Your response should consist of the lines below, printed exactly.

◆ **Exercise materials**
+++++
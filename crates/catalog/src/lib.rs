//! Goldstart catalog query layer.
//!
//! # Architecture
//!
//! - All durable state lives in an external managed document store; this
//!   crate holds no storage engine and no cache.
//! - [`store::DocumentStore`] captures the store primitives the catalog
//!   composes: name-index scans, item index lookups, single-document
//!   reads and writes, and object-storage URL resolution.
//! - [`store::HttpStore`] speaks the store's JSON API over HTTP.
//! - [`Catalog`] implements the query contract on top: deterministic
//!   filtered listings plus create/update/remove pass-throughs. Failures
//!   surface to the caller unmodified - no retries, no partial results.
//!
//! # Example
//!
//! ```rust,ignore
//! use goldstart_catalog::{Catalog, store::{HttpStore, StoreConfig}};
//! use goldstart_core::ItemFilter;
//!
//! let store = HttpStore::new(&config)?;
//! let catalog = Catalog::new(store);
//!
//! let screens = catalog
//!     .list_items(&ItemFilter {
//!         category_id: Some(phones.clone()),
//!         search: Some("screen".into()),
//!         ..ItemFilter::default()
//!     })
//!     .await?;
//! ```

#![cfg_attr(not(test), forbid(unsafe_code))]

mod catalog;
mod error;
mod filter;
pub mod store;

pub use catalog::Catalog;
pub use error::StoreError;
//! Mark (brand) route handlers.

use axum::{
    Json, Router,
    extract::{Path, Query, State},
    routing::get,
};
use serde::Deserialize;

use goldstart_core::{Mark, MarkId};

use crate::error::{AppError, Result};
use crate::state::AppState;

/// Build the mark router.
pub fn router() -> Router<AppState> {
    Router::new()
        .route("/", get(list))
        .route("/{id}", get(show))
}

/// Query parameters for listing marks.
#[derive(Debug, Deserialize)]
pub struct ListQuery {
    pub search: Option<String>,
}

/// List marks ordered by name, optionally narrowed by a name substring.
pub async fn list(
    State(state): State<AppState>,
    Query(query): Query<ListQuery>,
) -> Result<Json<Vec<Mark>>> {
    let marks = state.catalog().list_marks(query.search.as_deref()).await?;
    Ok(Json(marks))
}

/// Mark detail.
pub async fn show(State(state): State<AppState>, Path(id): Path<MarkId>) -> Result<Json<Mark>> {
    let mark = state
        .catalog()
        .get_mark(&id)
        .await?
        .ok_or_else(|| AppError::NotFound(format!("mark {id}")))?;
    Ok(Json(mark))
}
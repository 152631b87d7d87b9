//! Character-sequence similarity scoring
//!
//! The whole pipeline is calibrated against a matching-block ratio over
//! character sequences (the thresholds in [`SynthesisConfig`] assume it), so
//! this must stay sequence-based rather than token-set or embedding-based.
//!
//! [`SynthesisConfig`]: crate::engine::SynthesisConfig

use similar::TextDiff;

/// Similarity between two strings in `[0.0, 1.0]`.
///
/// Computed as `2 * M / T` where `M` is the number of matched characters and
/// `T` the combined length. Symmetric, and `1.0` for identical inputs.
///
/// Edge cases: two empty strings score `1.0`; empty against non-empty
/// scores `0.0`. Total over arbitrary strings, never fails.
pub fn similarity(a: &str, b: &str) -> f64 {
    f64::from(TextDiff::from_chars(a, b).ratio())
}
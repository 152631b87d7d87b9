//! Mirror Synthesis
//!
//! Gap-finding synthesis over a council of independently produced
//! textual perspectives:
//! - Agreement Clustering: group perspectives that say the same thing
//! - Logical Gaps: surface outlier perspectives the rest of the council missed
//! - Expert Alignment: compare the consensus against retained lessons

// Module declarations
pub mod alignment;
pub mod cluster;
pub mod collaborators;
pub mod engine;
pub mod errors;
pub mod gaps;
pub mod similarity;

// Re-export main types
pub use alignment::{check_alignment, AlignmentResult, AlignmentStatus};

pub use cluster::cluster_perspectives;

pub use collaborators::{
    ConsensusSummarizer, InMemoryLessonStore, LessonStore, StaticSummarizer,
};

pub use engine::{SynthesisConfig, SynthesisEngine, SynthesisResult};

pub use errors::{Result, SynthesisError};

pub use gaps::{find_unique_insights, GapInsight};

pub use similarity::similarity;

/// Version of the synthesis crate
pub const VERSION: &str = env!("CARGO_PKG_VERSION");

/// Initialize the synthesis system
pub fn init() {
    tracing::info!("Mirror Synthesis v{}", VERSION);
}
//! Criterion benchmarks for the synthesis pipeline

use std::sync::Arc;

use criterion::{black_box, criterion_group, criterion_main, BenchmarkId, Criterion, Throughput};
use indexmap::IndexMap;

use mirror_synthesis::*;

fn council(size: usize) -> IndexMap<String, String> {
    (0..size)
        .map(|i| {
            let name = format!("model-{i}");
            // Three rough camps of responses plus per-model variation
            let text = match i % 3 {
                0 => format!("the main bottleneck is the database layer, shard it ({i})"),
                1 => format!("the main bottleneck is the render loop, batch draw calls ({i})"),
                _ => format!("rewrite the hot path in a lower level language ({i})"),
            };
            (name, text)
        })
        .collect()
}

/// Benchmark: raw similarity scoring
fn bench_similarity(c: &mut Criterion) {
    let mut group = c.benchmark_group("similarity");

    let short_a = "the quick brown fox jumps over the lazy dog";
    let short_b = "the quick brown fox jumps over the lazy cat";
    group.bench_function("short", |b| {
        b.iter(|| similarity(black_box(short_a), black_box(short_b)));
    });

    let long_a = short_a.repeat(50);
    let long_b = short_b.repeat(50);
    group.bench_function("long", |b| {
        b.iter(|| similarity(black_box(&long_a), black_box(&long_b)));
    });

    group.finish();
}

/// Benchmark: clustering across council sizes
fn bench_clustering(c: &mut Criterion) {
    let mut group = c.benchmark_group("clustering");

    for size in [5, 10, 25].iter() {
        group.throughput(Throughput::Elements(*size as u64));
        group.bench_with_input(BenchmarkId::from_parameter(size), size, |b, &size| {
            let input = council(size);
            b.iter(|| cluster_perspectives(black_box(&input), 0.70));
        });
    }

    group.finish();
}

/// Benchmark: gap detection across council sizes
fn bench_gap_detection(c: &mut Criterion) {
    let mut group = c.benchmark_group("gap_detection");

    for size in [5, 10, 25].iter() {
        group.throughput(Throughput::Elements(*size as u64));
        group.bench_with_input(BenchmarkId::from_parameter(size), size, |b, &size| {
            let input = council(size);
            b.iter(|| find_unique_insights(black_box(&input), 0.40, 240));
        });
    }

    group.finish();
}

/// Benchmark: the full pipeline with in-memory collaborators
fn bench_find_the_gap(c: &mut Criterion) {
    let runtime = tokio::runtime::Runtime::new().unwrap();

    let mut group = c.benchmark_group("find_the_gap");

    for size in [5, 10, 25].iter() {
        group.throughput(Throughput::Elements(*size as u64));
        group.bench_with_input(BenchmarkId::from_parameter(size), size, |b, &size| {
            let engine = SynthesisEngine::new(
                Arc::new(StaticSummarizer::new()),
                Arc::new(InMemoryLessonStore::with_lessons(vec![
                    "shard the database layer".to_string(),
                    "batch the draw calls".to_string(),
                ])),
            );
            let input = council(size);

            b.to_async(&runtime).iter(|| async {
                engine.find_the_gap(black_box(&input)).await.unwrap()
            });
        });
    }

    group.finish();
}

criterion_group!(
    benches,
    bench_similarity,
    bench_clustering,
    bench_gap_detection,
    bench_find_the_gap
);

criterion_main!(benches);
+++++
◆ **Result for this task**
filename crates/catalog/src/lib.rs
//! Goldstart catalog query layer.
//!
//! # Architecture
//!
//! - All durable state lives in an external managed document store; this
//!   crate holds no storage engine and no cache.
//! - [`store::DocumentStore`] captures the store primitives the catalog
//!   composes: name-index scans, item index lookups, single-document
//!   reads and writes, and object-storage URL resolution.
//! - [`store::HttpStore`] speaks the store's JSON API over HTTP.
//! - [`Catalog`] implements the query contract on top: deterministic
//!   filtered listings plus create/update/remove pass-throughs. Failures
//!   surface to the caller unmodified - no retries, no partial results.
//!
//! # Example
//!
//! ```rust,ignore
//! use goldstart_catalog::{Catalog, store::{HttpStore, StoreConfig}};
//! use goldstart_core::ItemFilter;
//!
//! let store = HttpStore::new(&config)?;
//! let catalog = Catalog::new(store);
//!
//! let screens = catalog
//!     .list_items(&ItemFilter {
//!         category_id: Some(phones.clone()),
//!         search: Some("screen".into()),
//!         ..ItemFilter::default()
//!     })
//!     .await?;
//! ```

#![cfg_attr(not(test), forbid(unsafe_code))]

mod catalog;
mod error;
mod filter;
pub mod store;

pub use catalog::Catalog;
pub use error::StoreError;
//! Mark (brand) route handlers.

use axum::{
    Json, Router,
    extract::{Path, Query, State},
    routing::get,
};
use serde::Deserialize;

use goldstart_core::{Mark, MarkId};

use crate::error::{AppError, Result};
use crate::state::AppState;

/// Build the mark router.
pub fn router() -> Router<AppState> {
    Router::new()
        .route("/", get(list))
        .route("/{id}", get(show))
}

/// Query parameters for listing marks.
#[derive(Debug, Deserialize)]
pub struct ListQuery {
    pub search: Option<String>,
}

/// List marks ordered by name, optionally narrowed by a name substring.
pub async fn list(
    State(state): State<AppState>,
    Query(query): Query<ListQuery>,
) -> Result<Json<Vec<Mark>>> {
    let marks = state.catalog().list_marks(query.search.as_deref()).await?;
    Ok(Json(marks))
}

/// Mark detail.
pub async fn show(State(state): State<AppState>, Path(id): Path<MarkId>) -> Result<Json<Mark>> {
    let mark = state
        .catalog()
        .get_mark(&id)
        .await?
        .ok_or_else(|| AppError::NotFound(format!("mark {id}")))?;
    Ok(Json(mark))
}
repository 152631b87d7d87b9
//! Character-sequence similarity scoring
//!
//! The whole pipeline is calibrated against a matching-block ratio over
//! character sequences (the thresholds in [`SynthesisConfig`] assume it), so
//! this must stay sequence-based rather than token-set or embedding-based.
//!
//! [`SynthesisConfig`]: crate::engine::SynthesisConfig

use similar::TextDiff;

/// Similarity between two strings in `[0.0, 1.0]`.
///
/// Computed as `2 * M / T` where `M` is the number of matched characters and
/// `T` the combined length. Symmetric, and `1.0` for identical inputs.
///
/// Edge cases: two empty strings score `1.0`; empty against non-empty
/// scores `0.0`. Total over arbitrary strings, never fails.
pub fn similarity(a: &str, b: &str) -> f64 {
    f64::from(TextDiff::from_chars(a, b).ratio())
}
repository 152631b87d7d87b9
//! Mirror Synthesis
//!
//! Gap-finding synthesis over a council of independently produced
//! textual perspectives:
//! - Agreement Clustering: group perspectives that say the same thing
//! - Logical Gaps: surface outlier perspectives the rest of the council missed
//! - Expert Alignment: compare the consensus against retained lessons

// Module declarations
pub mod alignment;
pub mod cluster;
pub mod collaborators;
pub mod engine;
pub mod errors;
pub mod gaps;
pub mod similarity;

// Re-export main types
pub use alignment::{check_alignment, AlignmentResult, AlignmentStatus};

pub use cluster::cluster_perspectives;

pub use collaborators::{
    ConsensusSummarizer, InMemoryLessonStore, LessonStore, StaticSummarizer,
};

pub use engine::{SynthesisConfig, SynthesisEngine, SynthesisResult};

pub use errors::{Result, SynthesisError};

pub use gaps::{find_unique_insights, GapInsight};

pub use similarity::similarity;

/// Version of the synthesis crate
pub const VERSION: &str = env!("CARGO_PKG_VERSION");

/// Initialize the synthesis system
pub fn init() {
    tracing::info!("Mirror Synthesis v{}", VERSION);
}
//! Criterion benchmarks for the synthesis pipeline

use std::sync::Arc;

use criterion::{black_box, criterion_group, criterion_main, BenchmarkId, Criterion, Throughput};
use indexmap::IndexMap;

use mirror_synthesis::*;

fn council(size: usize) -> IndexMap<String, String> {
    (0..size)
        .map(|i| {
            let name = format!("model-{i}");
            // Three rough camps of responses plus per-model variation
            let text = match i % 3 {
                0 => format!("the main bottleneck is the database layer, shard it ({i})"),
                1 => format!("the main bottleneck is the render loop, batch draw calls ({i})"),
                _ => format!("rewrite the hot path in a lower level language ({i})"),
            };
            (name, text)
        })
        .collect()
}

/// Benchmark: raw similarity scoring
fn bench_similarity(c: &mut Criterion) {
    let mut group = c.benchmark_group("similarity");

    let short_a = "the quick brown fox jumps over the lazy dog";
    let short_b = "the quick brown fox jumps over the lazy cat";
    group.bench_function("short", |b| {
        b.iter(|| similarity(black_box(short_a), black_box(short_b)));
    });

    let long_a = short_a.repeat(50);
    let long_b = short_b.repeat(50);
    group.bench_function("long", |b| {
        b.iter(|| similarity(black_box(&long_a), black_box(&long_b)));
    });

    group.finish();
}

/// Benchmark: clustering across council sizes
fn bench_clustering(c: &mut Criterion) {
    let mut group = c.benchmark_group("clustering");

    for size in [5, 10, 25].iter() {
        group.throughput(Throughput::Elements(*size as u64));
        group.bench_with_input(BenchmarkId::from_parameter(size), size, |b, &size| {
            let input = council(size);
            b.iter(|| cluster_perspectives(black_box(&input), 0.70));
        });
    }

    group.finish();
}

/// Benchmark: gap detection across council sizes
fn bench_gap_detection(c: &mut Criterion) {
    let mut group = c.benchmark_group("gap_detection");

    for size in [5, 10, 25].iter() {
        group.throughput(Throughput::Elements(*size as u64));
        group.bench_with_input(BenchmarkId::from_parameter(size), size, |b, &size| {
            let input = council(size);
            b.iter(|| find_unique_insights(black_box(&input), 0.40, 240));
        });
    }

    group.finish();
}

/// Benchmark: the full pipeline with in-memory collaborators
fn bench_find_the_gap(c: &mut Criterion) {
    let runtime = tokio::runtime::Runtime::new().unwrap();

    let mut group = c.benchmark_group("find_the_gap");

    for size in [5, 10, 25].iter() {
        group.throughput(Throughput::Elements(*size as u64));
        group.bench_with_input(BenchmarkId::from_parameter(size), size, |b, &size| {
            let engine = SynthesisEngine::new(
                Arc::new(StaticSummarizer::new()),
                Arc::new(InMemoryLessonStore::with_lessons(vec![
                    "shard the database layer".to_string(),
                    "batch the draw calls".to_string(),
                ])),
            );
            let input = council(size);

            b.to_async(&runtime).iter(|| async {
                engine.find_the_gap(black_box(&input)).await.unwrap()
            });
        });
    }

    group.finish();
}

criterion_group!(
    benches,
    bench_similarity,
    bench_clustering,
    bench_gap_detection,
    bench_find_the_gap
);

criterion_main!(benches);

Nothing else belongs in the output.